Your instructions: With the line that contains "e)| (e.deadline, e.id))" as the final line, return every line from the start of the data below exactly.

Records drawn from a dataset:
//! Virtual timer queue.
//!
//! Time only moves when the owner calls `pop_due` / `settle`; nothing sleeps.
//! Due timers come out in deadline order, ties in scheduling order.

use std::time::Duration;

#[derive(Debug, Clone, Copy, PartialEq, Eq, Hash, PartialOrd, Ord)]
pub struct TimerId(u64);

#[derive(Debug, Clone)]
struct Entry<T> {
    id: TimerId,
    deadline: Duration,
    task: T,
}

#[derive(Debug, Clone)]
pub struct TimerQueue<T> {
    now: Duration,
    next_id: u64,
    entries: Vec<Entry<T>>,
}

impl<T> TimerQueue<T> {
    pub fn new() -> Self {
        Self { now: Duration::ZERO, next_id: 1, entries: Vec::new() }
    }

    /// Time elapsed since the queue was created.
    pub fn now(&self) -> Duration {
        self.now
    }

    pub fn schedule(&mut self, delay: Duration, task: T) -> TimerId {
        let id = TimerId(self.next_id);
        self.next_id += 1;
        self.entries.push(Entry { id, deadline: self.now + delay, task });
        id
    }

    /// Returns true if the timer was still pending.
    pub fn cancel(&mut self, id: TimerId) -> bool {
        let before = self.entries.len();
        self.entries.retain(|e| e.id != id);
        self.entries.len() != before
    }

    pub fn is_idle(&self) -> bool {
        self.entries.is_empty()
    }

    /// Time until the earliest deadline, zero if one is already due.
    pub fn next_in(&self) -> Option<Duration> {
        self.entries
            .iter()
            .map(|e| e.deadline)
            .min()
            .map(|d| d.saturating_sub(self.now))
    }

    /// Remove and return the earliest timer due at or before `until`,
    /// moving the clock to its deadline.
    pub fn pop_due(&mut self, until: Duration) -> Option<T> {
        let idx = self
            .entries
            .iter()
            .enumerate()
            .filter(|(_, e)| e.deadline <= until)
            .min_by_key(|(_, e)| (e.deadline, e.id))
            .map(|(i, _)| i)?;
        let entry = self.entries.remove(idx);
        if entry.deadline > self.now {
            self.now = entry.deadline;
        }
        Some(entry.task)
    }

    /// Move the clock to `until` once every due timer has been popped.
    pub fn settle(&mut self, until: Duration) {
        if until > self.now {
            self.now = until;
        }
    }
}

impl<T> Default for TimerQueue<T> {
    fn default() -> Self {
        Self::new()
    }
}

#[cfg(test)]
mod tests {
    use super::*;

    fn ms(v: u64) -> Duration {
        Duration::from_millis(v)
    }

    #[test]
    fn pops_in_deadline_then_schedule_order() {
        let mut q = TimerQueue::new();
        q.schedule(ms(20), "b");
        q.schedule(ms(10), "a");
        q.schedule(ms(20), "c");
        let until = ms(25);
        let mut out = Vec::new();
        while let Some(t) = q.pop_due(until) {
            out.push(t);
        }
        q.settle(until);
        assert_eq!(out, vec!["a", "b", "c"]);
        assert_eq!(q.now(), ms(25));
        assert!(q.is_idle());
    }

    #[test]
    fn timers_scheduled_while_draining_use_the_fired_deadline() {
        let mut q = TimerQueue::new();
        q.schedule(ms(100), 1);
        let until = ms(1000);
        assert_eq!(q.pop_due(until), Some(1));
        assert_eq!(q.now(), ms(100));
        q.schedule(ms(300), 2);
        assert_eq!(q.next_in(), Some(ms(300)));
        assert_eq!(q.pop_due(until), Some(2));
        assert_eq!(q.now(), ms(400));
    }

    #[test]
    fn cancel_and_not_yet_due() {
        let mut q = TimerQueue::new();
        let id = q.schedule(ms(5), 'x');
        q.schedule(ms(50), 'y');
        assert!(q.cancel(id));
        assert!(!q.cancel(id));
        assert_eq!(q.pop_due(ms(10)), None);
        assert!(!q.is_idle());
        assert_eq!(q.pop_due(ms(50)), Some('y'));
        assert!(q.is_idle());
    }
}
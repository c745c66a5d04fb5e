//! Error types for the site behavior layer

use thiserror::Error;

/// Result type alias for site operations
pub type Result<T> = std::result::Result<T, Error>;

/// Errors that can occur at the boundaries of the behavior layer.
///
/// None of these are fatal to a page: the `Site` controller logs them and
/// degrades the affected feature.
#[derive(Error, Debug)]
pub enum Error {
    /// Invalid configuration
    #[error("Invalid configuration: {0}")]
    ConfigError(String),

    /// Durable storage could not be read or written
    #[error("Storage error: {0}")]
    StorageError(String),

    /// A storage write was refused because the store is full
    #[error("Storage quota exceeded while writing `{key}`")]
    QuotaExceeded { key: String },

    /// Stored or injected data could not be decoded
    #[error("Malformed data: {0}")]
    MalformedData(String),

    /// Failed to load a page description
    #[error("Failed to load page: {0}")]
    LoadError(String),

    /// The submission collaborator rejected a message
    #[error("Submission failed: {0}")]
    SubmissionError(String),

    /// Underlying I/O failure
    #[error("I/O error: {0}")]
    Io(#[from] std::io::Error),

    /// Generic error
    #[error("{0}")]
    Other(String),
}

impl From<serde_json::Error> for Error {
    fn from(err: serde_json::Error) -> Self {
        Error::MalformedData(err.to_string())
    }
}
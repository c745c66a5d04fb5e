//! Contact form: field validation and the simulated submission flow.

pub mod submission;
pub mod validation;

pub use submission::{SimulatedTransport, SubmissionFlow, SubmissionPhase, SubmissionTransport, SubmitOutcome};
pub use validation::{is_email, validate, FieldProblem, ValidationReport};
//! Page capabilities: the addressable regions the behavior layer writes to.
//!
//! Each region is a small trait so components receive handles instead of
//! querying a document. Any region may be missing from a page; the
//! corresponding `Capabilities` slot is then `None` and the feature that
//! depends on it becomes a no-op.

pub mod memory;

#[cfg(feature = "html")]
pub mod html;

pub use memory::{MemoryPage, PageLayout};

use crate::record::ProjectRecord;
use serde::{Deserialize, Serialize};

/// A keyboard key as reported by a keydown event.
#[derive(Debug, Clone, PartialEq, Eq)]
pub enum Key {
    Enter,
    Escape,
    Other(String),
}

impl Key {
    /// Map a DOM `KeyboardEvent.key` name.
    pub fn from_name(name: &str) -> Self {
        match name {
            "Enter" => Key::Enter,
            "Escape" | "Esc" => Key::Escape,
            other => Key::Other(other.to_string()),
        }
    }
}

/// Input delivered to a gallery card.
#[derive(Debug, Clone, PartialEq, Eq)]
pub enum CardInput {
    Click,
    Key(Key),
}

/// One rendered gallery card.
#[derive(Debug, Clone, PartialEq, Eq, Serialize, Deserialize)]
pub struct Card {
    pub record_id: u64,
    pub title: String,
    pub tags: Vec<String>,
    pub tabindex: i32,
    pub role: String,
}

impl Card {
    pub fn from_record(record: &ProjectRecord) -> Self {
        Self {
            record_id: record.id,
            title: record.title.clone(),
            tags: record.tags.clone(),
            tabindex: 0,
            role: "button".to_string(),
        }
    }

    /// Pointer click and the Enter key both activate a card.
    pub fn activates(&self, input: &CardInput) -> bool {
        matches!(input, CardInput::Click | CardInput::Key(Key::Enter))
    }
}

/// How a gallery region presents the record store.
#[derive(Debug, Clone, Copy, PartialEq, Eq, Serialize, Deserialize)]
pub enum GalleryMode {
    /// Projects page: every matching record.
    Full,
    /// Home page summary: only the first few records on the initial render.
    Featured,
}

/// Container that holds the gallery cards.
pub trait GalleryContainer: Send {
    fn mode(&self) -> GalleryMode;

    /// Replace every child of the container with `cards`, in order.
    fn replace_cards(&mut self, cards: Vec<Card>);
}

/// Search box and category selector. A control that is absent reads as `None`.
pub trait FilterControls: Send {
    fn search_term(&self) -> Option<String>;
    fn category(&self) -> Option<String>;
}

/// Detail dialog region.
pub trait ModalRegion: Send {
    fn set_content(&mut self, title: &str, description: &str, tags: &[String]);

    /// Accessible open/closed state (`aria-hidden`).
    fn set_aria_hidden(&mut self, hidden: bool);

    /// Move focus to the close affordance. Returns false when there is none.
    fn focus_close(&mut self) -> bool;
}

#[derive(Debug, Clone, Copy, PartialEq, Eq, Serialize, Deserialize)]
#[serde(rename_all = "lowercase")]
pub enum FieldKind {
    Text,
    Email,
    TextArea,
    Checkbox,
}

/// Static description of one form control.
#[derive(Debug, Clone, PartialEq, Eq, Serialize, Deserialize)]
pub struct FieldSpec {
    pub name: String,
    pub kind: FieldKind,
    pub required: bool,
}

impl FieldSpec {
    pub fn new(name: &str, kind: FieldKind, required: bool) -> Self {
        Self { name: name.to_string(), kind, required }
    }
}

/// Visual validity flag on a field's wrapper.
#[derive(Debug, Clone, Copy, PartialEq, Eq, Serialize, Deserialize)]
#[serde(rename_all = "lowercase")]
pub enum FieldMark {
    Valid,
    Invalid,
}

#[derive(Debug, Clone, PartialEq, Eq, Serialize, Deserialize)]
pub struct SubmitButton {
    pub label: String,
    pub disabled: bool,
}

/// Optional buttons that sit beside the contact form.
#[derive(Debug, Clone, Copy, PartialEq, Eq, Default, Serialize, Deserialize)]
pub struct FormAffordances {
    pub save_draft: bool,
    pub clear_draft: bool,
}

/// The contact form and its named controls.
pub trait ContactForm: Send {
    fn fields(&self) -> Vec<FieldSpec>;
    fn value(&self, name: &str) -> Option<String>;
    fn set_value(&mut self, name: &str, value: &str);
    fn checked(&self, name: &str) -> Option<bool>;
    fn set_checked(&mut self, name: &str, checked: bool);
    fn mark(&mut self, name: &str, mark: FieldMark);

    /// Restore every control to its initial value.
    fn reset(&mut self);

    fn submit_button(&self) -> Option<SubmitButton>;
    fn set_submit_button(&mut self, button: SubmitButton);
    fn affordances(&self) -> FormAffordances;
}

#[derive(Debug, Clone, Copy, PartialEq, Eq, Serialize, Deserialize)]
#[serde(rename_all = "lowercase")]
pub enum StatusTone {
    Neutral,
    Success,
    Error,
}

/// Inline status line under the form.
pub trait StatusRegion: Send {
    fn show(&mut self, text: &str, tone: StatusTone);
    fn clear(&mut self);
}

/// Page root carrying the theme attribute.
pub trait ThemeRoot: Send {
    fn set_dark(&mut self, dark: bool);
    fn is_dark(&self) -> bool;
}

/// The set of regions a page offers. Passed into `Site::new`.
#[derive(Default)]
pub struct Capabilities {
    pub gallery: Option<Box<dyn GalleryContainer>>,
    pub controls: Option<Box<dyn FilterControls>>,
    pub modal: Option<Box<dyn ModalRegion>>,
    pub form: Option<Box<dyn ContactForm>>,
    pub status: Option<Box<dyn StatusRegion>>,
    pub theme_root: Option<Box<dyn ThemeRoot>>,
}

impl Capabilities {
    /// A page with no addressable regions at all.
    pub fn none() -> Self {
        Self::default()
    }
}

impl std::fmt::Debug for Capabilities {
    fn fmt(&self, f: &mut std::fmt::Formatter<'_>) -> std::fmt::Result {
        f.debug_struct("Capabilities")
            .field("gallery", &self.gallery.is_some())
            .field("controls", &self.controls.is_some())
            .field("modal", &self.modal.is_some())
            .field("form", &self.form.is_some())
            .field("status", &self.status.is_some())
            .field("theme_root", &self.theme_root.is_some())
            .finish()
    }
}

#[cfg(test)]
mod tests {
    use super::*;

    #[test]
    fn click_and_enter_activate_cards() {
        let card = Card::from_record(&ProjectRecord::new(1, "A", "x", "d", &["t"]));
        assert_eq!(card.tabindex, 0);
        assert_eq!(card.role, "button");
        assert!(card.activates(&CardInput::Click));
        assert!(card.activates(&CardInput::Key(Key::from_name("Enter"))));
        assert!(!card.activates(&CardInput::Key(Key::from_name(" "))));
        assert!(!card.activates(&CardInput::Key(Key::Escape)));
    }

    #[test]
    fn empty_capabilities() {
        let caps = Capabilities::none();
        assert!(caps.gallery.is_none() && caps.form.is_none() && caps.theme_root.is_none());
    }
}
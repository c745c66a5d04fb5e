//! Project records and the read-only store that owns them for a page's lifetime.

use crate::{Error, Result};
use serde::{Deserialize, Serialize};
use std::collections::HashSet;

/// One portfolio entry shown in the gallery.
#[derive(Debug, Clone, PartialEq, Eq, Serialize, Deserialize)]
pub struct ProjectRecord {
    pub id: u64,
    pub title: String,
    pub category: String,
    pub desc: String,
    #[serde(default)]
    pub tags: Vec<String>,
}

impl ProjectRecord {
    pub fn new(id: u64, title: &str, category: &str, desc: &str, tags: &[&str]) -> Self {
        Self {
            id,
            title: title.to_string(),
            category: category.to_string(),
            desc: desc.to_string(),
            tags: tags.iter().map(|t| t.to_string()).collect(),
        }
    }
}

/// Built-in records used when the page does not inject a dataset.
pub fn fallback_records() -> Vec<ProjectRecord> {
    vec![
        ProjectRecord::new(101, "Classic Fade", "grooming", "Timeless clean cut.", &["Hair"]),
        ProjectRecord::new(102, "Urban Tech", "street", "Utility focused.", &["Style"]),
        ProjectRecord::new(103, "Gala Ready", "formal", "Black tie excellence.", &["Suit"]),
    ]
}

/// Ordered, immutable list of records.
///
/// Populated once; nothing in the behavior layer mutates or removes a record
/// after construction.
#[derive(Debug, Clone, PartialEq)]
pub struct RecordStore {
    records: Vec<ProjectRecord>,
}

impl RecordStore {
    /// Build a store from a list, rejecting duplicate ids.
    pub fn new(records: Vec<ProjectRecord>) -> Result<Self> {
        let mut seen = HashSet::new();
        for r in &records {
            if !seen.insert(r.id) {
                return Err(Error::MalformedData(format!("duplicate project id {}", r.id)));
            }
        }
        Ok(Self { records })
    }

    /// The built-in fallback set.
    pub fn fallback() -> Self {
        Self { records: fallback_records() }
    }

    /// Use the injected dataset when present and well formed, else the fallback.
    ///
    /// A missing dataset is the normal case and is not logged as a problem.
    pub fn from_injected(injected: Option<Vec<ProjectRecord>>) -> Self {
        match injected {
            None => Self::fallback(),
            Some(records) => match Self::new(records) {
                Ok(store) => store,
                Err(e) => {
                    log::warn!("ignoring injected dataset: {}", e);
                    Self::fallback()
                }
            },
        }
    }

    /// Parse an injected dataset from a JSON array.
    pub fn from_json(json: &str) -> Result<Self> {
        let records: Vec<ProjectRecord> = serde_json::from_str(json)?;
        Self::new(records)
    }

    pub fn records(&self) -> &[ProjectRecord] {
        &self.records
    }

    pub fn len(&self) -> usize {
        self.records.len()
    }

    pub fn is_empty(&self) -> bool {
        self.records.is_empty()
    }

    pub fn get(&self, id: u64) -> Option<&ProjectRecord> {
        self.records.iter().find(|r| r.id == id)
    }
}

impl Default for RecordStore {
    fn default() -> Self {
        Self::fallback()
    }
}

Answer space:
//! Virtual timer queue.
//!
//! Time only moves when the owner calls `pop_due` / `settle`; nothing sleeps.
//! Due timers come out in deadline order, ties in scheduling order.

use std::time::Duration;

#[derive(Debug, Clone, Copy, PartialEq, Eq, Hash, PartialOrd, Ord)]
pub struct TimerId(u64);

#[derive(Debug, Clone)]
struct Entry<T> {
    id: TimerId,
    deadline: Duration,
    task: T,
}

#[derive(Debug, Clone)]
pub struct TimerQueue<T> {
    now: Duration,
    next_id: u64,
    entries: Vec<Entry<T>>,
}

impl<T> TimerQueue<T> {
    pub fn new() -> Self {
        Self { now: Duration::ZERO, next_id: 1, entries: Vec::new() }
    }

    /// Time elapsed since the queue was created.
    pub fn now(&self) -> Duration {
        self.now
    }

    pub fn schedule(&mut self, delay: Duration, task: T) -> TimerId {
        let id = TimerId(self.next_id);
        self.next_id += 1;
        self.entries.push(Entry { id, deadline: self.now + delay, task });
        id
    }

    /// Returns true if the timer was still pending.
    pub fn cancel(&mut self, id: TimerId) -> bool {
        let before = self.entries.len();
        self.entries.retain(|e| e.id != id);
        self.entries.len() != before
    }

    pub fn is_idle(&self) -> bool {
        self.entries.is_empty()
    }

    /// Time until the earliest deadline, zero if one is already due.
    pub fn next_in(&self) -> Option<Duration> {
        self.entries
            .iter()
            .map(|e| e.deadline)
            .min()
            .map(|d| d.saturating_sub(self.now))
    }

    /// Remove and return the earliest timer due at or before `until`,
    /// moving the clock to its deadline.
    pub fn pop_due(&mut self, until: Duration) -> Option<T> {
        let idx = self
            .entries
            .iter()
            .enumerate()
            .filter(|(_, e)| e.deadline <= until)
            .min_by_key(|(_, e)| (e.deadline, e.id))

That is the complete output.